# [Exercise prompt]
Wherever the word "configuration" appears in a line of the records, copy that line.
*** Data for this task ***
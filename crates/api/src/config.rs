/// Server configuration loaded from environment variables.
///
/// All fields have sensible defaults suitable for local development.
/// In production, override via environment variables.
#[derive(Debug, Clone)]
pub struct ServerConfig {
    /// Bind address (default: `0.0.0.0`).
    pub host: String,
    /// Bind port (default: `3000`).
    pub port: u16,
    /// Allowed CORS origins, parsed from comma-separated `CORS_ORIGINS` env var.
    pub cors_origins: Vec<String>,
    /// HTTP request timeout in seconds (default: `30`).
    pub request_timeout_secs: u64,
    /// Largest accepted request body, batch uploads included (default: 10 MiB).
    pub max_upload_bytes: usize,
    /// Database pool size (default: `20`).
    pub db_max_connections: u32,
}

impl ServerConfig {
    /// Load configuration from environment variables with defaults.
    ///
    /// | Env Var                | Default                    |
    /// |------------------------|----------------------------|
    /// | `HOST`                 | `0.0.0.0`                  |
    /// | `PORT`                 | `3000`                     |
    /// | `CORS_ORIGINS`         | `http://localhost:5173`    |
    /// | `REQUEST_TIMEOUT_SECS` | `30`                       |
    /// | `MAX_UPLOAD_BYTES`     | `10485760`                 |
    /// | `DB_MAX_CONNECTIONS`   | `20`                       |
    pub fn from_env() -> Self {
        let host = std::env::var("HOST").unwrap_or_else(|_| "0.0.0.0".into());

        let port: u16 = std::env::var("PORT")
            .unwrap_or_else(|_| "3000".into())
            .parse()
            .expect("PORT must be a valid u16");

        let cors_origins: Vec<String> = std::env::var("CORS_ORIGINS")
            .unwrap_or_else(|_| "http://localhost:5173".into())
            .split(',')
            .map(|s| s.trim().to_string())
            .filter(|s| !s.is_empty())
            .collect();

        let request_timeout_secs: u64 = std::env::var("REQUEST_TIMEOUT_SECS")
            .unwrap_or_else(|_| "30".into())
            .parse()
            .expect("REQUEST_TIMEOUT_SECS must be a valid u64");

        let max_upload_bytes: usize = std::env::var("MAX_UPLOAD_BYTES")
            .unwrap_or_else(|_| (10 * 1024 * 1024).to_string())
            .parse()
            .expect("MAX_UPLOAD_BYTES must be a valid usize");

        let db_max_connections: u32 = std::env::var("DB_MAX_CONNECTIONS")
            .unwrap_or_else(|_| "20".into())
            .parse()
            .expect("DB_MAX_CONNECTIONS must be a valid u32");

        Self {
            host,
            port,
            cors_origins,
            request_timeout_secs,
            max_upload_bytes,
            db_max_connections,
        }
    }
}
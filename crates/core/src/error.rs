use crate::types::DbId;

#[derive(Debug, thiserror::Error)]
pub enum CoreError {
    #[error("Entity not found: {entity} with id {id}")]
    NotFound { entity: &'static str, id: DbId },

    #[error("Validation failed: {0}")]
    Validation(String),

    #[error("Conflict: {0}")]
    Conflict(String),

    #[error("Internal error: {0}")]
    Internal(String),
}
***
# [Result of the task]
/// Server configuration loaded from environment variables.
    /// Load configuration from environment variables with defaults.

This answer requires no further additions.